Jason Donovan singles chronology
| "Sealed with a Kiss" (1989) | "Every Day (I Love You More)" (1989) | "When You Come Back to Me" (1989) |

Music video
- "Every Day (I Love You More)" on YouTube

= Every Day (I Love You More) =

"Every Day (I Love You More)" is a 1989 song recorded by the Australian singer Jason Donovan. It was released on 28 August 1989 as the fifth and final single from his debut album, Ten Good Reasons. As with Donovan's other songs at the time, it was written and produced by Stock Aitken Waterman. It was the least successful release from the album, although it was a hit in the UK and Ireland.

==Background and release==
"Everyday (I Love You More)" was intended to be the follow-up to the number one hit, "Too Many Broken Hearts", but Pete Waterman switched its release so that it followed "Sealed With a Kiss" instead.

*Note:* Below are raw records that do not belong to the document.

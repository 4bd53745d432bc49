//! Simulation error types.
//!
//! Nothing in here is fatal to the frame loop: callers log and drop the
//! failed action, then carry on with the rest of the frame.

use thiserror::Error;

/// Top-level error enum for the simulation core.
#[derive(Debug, Error)]
pub enum SimError {
    /// Firing while every usable projectile slot is occupied.
    #[error("projectile pool full (capacity {capacity})")]
    PoolFull {
        /// Ring buffer capacity, including the sacrificed slot.
        capacity: usize,
    },

    /// A particle effect was requested by a name no variant answers to.
    #[error("unknown particle effect kind '{0}'")]
    UnknownEffect(String),

    /// Settings JSON failed to parse.
    #[error("invalid settings: {0}")]
    Settings(#[from] serde_json::Error),

    /// Settings file could not be read.
    #[error("failed to read settings: {0}")]
    Io(#[from] std::io::Error),
}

A brand new song, "I Guess She Never Loved Me" was recorded as the B-side, and has received praise for Donovan's vocal performance.

==Music video==
Due to "Every Day" being the intended follow-up to "Too Many Broken Hearts", two videos ended up being shot for the song, with the first recorded back-to-back with the video for "Sealed With A Kiss," during a single night of filming, and using the same artificial beach set. That video, which featured a poorly-received dance sequence, was rejected by Donovan's record label and has never been released to the public. The second video was shot in the UK, and features an obscured, rear-view cameo from the singer's then-girlfriend Kylie Minogue.

==Chart performance==
"Every Day (I Love You More)" started at number three on the UK Singles Chart on 9 September 1989, then climbed to a peak of number two, and remained on the chart for ten weeks. It also reached number one in Ireland where it charted for five weeks, becoming Donovan's fourth consecutive number-one hit there. In Continental Europe, it peaked inside the top ten in Luxembourg, the Flanders region of Belgium and Finland, at numbers one, six and eight, respectively, was a top-16 hit in Denmark, and peaked at number 19 out of a 20-week chart run in Germany, reaching this position in its third week. By contrast, it had a weak chart trajectory in France and the Netherlands, stalling at numbers 37 and 47 in these nations. On the pan-Eurochart Hot 100 singles chart compiled by Music & Media, it started at number 11 on 16 September 1989, attained number six the next week, and was present on the chart for ten weeks. Much aired on the UK radios where it reached number one the airplay chart, it appeared for eight weeks on the European Airplay Top 50, with a peak at number 28 in its third week.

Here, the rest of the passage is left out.